子どもたち自身が子どもの権利を自覚し社会で対等に生きられるよう、沖縄弁護士会が初めて子どもを対象にした宣言を発表しました。
▼沖縄弁護士会 古堅豊 会長
「これは行政や大人に向けた提言であると同時に、子どもたち一人一人にあてた手紙でもあります」
この宣言は、日本で「子どもの権利条約」が批准されてから31年が経ってもなお、県内で子どもたちの権利侵害が続く状況を受け、沖縄弁護士会が発表したものです。
宣言は、子どもたちに向けられ簡単な日本語で書かれていて、差別されないこと、自由に意見を示し、それが尊重されることなど、子どもが生きるうえで守られるべき権利が明記されています。

県内では貧困問題や部活での不適切指導など、子どもの権利が守られない事例が
相次いでいて、沖縄弁護士会はこの宣言をきっかけに子どもたちが対等に生きられる社会を目指したいとしています。
沖縄弁護士会によりますと、全文が子どもに向けられた宣言はこれが全国で初めてということで、来月にも県内のすべての小中高校に送付される予定です。

未来を創る子どもたちへ―あなたの声を大切にする社会を実現するための宣言
1子どもの権利条約
「子どもの権利条約」を知っていますか?「子どもの権利条約」は、世界中の子どもたちが幸せに生きるために国同士でした大切な約束です。子どもは、大人が守ってあげるだけの存在ではなく、自分の考えや気持ちを持つ一人の人間であり、日本に住んでいる子どもたちも、この条約で確認された権利を持っています。子どもの権利は、生まれたときから誰もが持っている、大切に守られるべきものです。何かをしなければ手に入れられないということではありません。「子どもの権利条約」は、子どもにもこうした権利がきちんとあることを世界中で確認し、絶対に守っていこうと決めた約束です。

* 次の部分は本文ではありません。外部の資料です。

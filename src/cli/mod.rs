pub mod commands;
pub mod output;

use crate::errors::{GitumError, Result};
use crate::git::find_repository_root;
use crate::workflow::Signal;
use clap::{Args, Parser, Subcommand};
use clap_complete::Shell;
use std::path::PathBuf;

#[derive(Parser)]
#[command(name = "gitum")]
#[command(about = "Gitum - keep a set of local patches on top of an evolving upstream")]
#[command(version)]
pub struct Cli {
    #[command(subcommand)]
    pub command: Commands,

    /// Run as if started in this directory
    #[arg(short = 'C', long = "repo", global = true, value_name = "PATH")]
    pub repo: Option<PathBuf>,

    /// Enable verbose logging
    #[arg(long, short, global = true)]
    pub verbose: bool,

    /// Disable colored output
    #[arg(long, global = true)]
    pub no_color: bool,
}

#[derive(Subcommand)]
pub enum Commands {
    /// Start managing the repository: create the five gitum branches at HEAD
    Create {
        /// Branch tracking the last upstream point merged into dev
        merge: String,
        /// Your working branch
        dev: String,
        /// Branch following the upstream project
        upstream: String,
        /// Branch holding the merge tip plus your patches
        rebased: String,
        /// Branch publishing the patch queue
        patches: String,
    },

    /// Capture the last N commits of the dev branch as the patch set
    Update {
        /// Number of dev commits to capture
        count: usize,
    },

    /// Resume or abort a conflicted update
    #[command(name = "continue_update", alias = "continue-update")]
    ContinueUpdate(ResumeArgs),

    /// Integrate new upstream commits into the patch set and dev
    Merge,

    /// Resume or abort a conflicted merge
    #[command(name = "continue_merge", alias = "continue-merge")]
    ContinueMerge(ResumeArgs),

    /// Fetch a remote, fast-forward upstream and apply its new patches to dev
    Pull {
        /// Remote to pull from
        #[arg(default_value = "origin")]
        remote: String,
    },

    /// Resume or abort a conflicted pull
    #[command(name = "continue_pull", alias = "continue-pull")]
    ContinuePull(PullResumeArgs),

    /// Clone a gitum-managed repository with all of its branches
    Clone {
        /// Repository to clone (path or URL)
        source: String,
        /// Destination directory (defaults to the current directory)
        dest: Option<PathBuf>,
    },

    /// Delete the gitum branches and configuration
    #[command(name = "remove_all", alias = "remove-all")]
    RemoveAll {
        /// Do not ask for confirmation
        #[arg(long, short)]
        yes: bool,
    },

    /// Show the gitum branches and any operation in progress
    Status,

    /// Generate shell completions
    Completions {
        /// Shell to generate completions for
        #[arg(value_enum)]
        shell: Shell,
    },
}

/// `--continue` or `--abort`
#[derive(Debug, Args)]
#[group(required = true, multiple = false)]
pub struct ResumeArgs {
    /// The conflicts are resolved and staged; carry on
    #[arg(long = "continue")]
    pub proceed: bool,

    /// Put every gitum branch back where the operation started
    #[arg(long)]
    pub abort: bool,
}

impl ResumeArgs {
    pub fn signal(&self) -> Signal {
        if self.abort {
            Signal::Abort
        } else {
            Signal::Continue
        }
    }
}

/// `--resolved` or `--abort`
#[derive(Debug, Args)]
#[group(required = true, multiple = false)]
pub struct PullResumeArgs {
    /// The conflicts are resolved and staged; carry on
    #[arg(long)]
    pub resolved: bool,

    /// Put every gitum branch back where the pull started
    #[arg(long)]
    pub abort: bool,
}

impl PullResumeArgs {
    pub fn signal(&self) -> Signal {
        if self.abort {
            Signal::Abort
        } else {
            Signal::Continue
        }
    }
}

impl Cli {
    pub fn run(self) -> Result<()> {
        // Set up logging based on verbosity
        self.setup_logging();

        if self.no_color {
            console::set_colors_enabled(false);
        }

        match self.command {
            Commands::Create {
                ref merge,
                ref dev,
                ref upstream,
                ref rebased,
                ref patches,
            } => commands::create::run(
                &self.repository_path()?,
                merge,
                dev,
                upstream,
                rebased,
                patches,
            ),
            Commands::Update { count } => commands::update::run(&self.repository_path()?, count),
            Commands::ContinueUpdate(ref args) => {
                commands::update::resume(&self.repository_path()?, args.signal())
            }
            Commands::Merge => commands::merge::run(&self.repository_path()?),
            Commands::ContinueMerge(ref args) => {
                commands::merge::resume(&self.repository_path()?, args.signal())
            }
            Commands::Pull { ref remote } => {
                commands::pull::run(&self.repository_path()?, remote)
            }
            Commands::ContinuePull(ref args) => {
                commands::pull::resume(&self.repository_path()?, args.signal())
            }
            Commands::Clone {
                ref source,
                ref dest,
            } => {
                let dest = match dest {
                    Some(dest) => dest.clone(),
                    None => self.start_dir()?,
                };
                commands::clone::run(source, &dest)
            }
            Commands::RemoveAll { yes } => commands::remove::run(&self.repository_path()?, yes),
            Commands::Status => commands::status::run(&self.repository_path()?),
            Commands::Completions { shell } => commands::completions::generate_completions(shell),
        }
    }

    fn start_dir(&self) -> Result<PathBuf> {
        match &self.repo {
            Some(path) => Ok(path.clone()),
            None => std::env::current_dir().map_err(|e| {
                GitumError::config(format!("Could not get current directory: {e}"))
            }),
        }
    }

    fn repository_path(&self) -> Result<PathBuf> {
        find_repository_root(&self.start_dir()?)
    }

    fn setup_logging(&self) {
        let level = if self.verbose {
            tracing::Level::DEBUG
        } else {
            tracing::Level::INFO
        };

        let subscriber = tracing_subscriber::fmt()
            .with_max_level(level)
            .with_target(false)
            .without_time();

        if self.no_color {
            subscriber.with_ansi(false).init();
        } else {
            subscriber.init();
        }
    }
}

#[cfg(test)]
mod tests {
    use super::*;
    use clap::CommandFactory;

    #[test]
    fn test_cli_definition_is_consistent() {
        Cli::command().debug_assert();
    }

    #[test]
    fn test_continue_flags_are_exclusive_and_required() {
        assert!(Cli::try_parse_from(["gitum", "continue_merge"]).is_err());
        assert!(Cli::try_parse_from(["gitum", "continue_merge", "--continue", "--abort"]).is_err());

        let cli = Cli::try_parse_from(["gitum", "continue_merge", "--abort"]).unwrap();
        match cli.command {
            Commands::ContinueMerge(args) => assert_eq!(args.signal(), Signal::Abort),
            _ => panic!("expected continue_merge"),
        }

        let cli = Cli::try_parse_from(["gitum", "continue_pull", "--resolved"]).unwrap();
        match cli.command {
            Commands::ContinuePull(args) => assert_eq!(args.signal(), Signal::Continue),
            _ => panic!("expected continue_pull"),
        }
    }

    #[test]
    fn test_create_takes_five_branch_names() {
        assert!(Cli::try_parse_from(["gitum", "create", "m", "d", "u", "r"]).is_err());
        let cli =
            Cli::try_parse_from(["gitum", "create", "merge", "dev", "master", "rebased", "patches"])
                .unwrap();
        match cli.command {
            Commands::Create { upstream, .. } => assert_eq!(upstream, "master"),
            _ => panic!("expected create"),
        }
    }
}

この条約には、子どもが幸せに生きるための大切な4つの約束が書かれています。
①差別されないこと(差別の禁止)
②子どもにとって最も良いことを考えること(子どもの最善の利益)
③命を守られ成長できること(生命、生存及び発達に対する権利)
④子どもが自由に意見を表し、その意見が大切にされること(子どもの意見の尊重)
2子どもの意見の尊重(声を聴かせてください)
みなさんは、言いたいことを聴いてもらえていますか?
みなさん一人一人には、自分に関係することについて、自由に意見を言うことができる「意見表明権」という権利があります。例えば、学校のルールや家庭のことなど、あなたに関係のあることを決めるときには、あなたは、自分の気持ちや考えを自由に言うことができるのです。「言ってはいけない」「我慢しなきゃ」と思わなくていいのです。
もし、学校や家でつらいこと、困っていることがあったら、どうか一人でかかえこまないで、まわりの大人に相談してください。家族でも、先生でも、スクールカウンセラーでもいい。私たち弁護士でもいいです。あなたの話をちゃんと聴く人が、必ずいます。
大人は、あなたの意見を、あなたの年齢や成長に合わせて、きちんと考えなければなりません。あなたが自由に意見を言えること、そして、その意見が尊重されることを私たちは大切にします。
3子どもと大人は対等なパートナーです
あなたの声には、力があります。「こうしたい」「これはおかしい」「こんな社会になったらいいな」そんな気持ちを言葉にすることは、とても大切なことです。
あなたの声は、まわりの人を動かすことができます。一人の声でも、それが集まれば社会を変える力になります。社会は、大人だけが作るものではありません。あなたの意見や気持ちは、この世界に一つしかない大切なものです。
大人は、子どもの権利を守り、子どもが安心して成長できるように支えていく責任を負っています。子どもは、大人と一緒に社会を作っていく仲間であり、対等なパートナーなのです。
4私たち弁護士の取組み
私たち弁護士は、みなさんの声を聴き、それを大切にして、子どもの権利を守っていきたいと思います。みなさんからの相談に乗ることに取り組んでいきますし、苦しんでいる子どもたちを救い、同じ苦しみを繰り返させないための活動をしていきます。また、みなさんの声を聴いて大切にすることを当たり前にする文化や仕組みを作っていきたいと思います。
私たちは、みなさんと共に社会を作っていきたいです。みなさんの声が大切にされ、権利が守られる社会を一緒に作っていきましょう。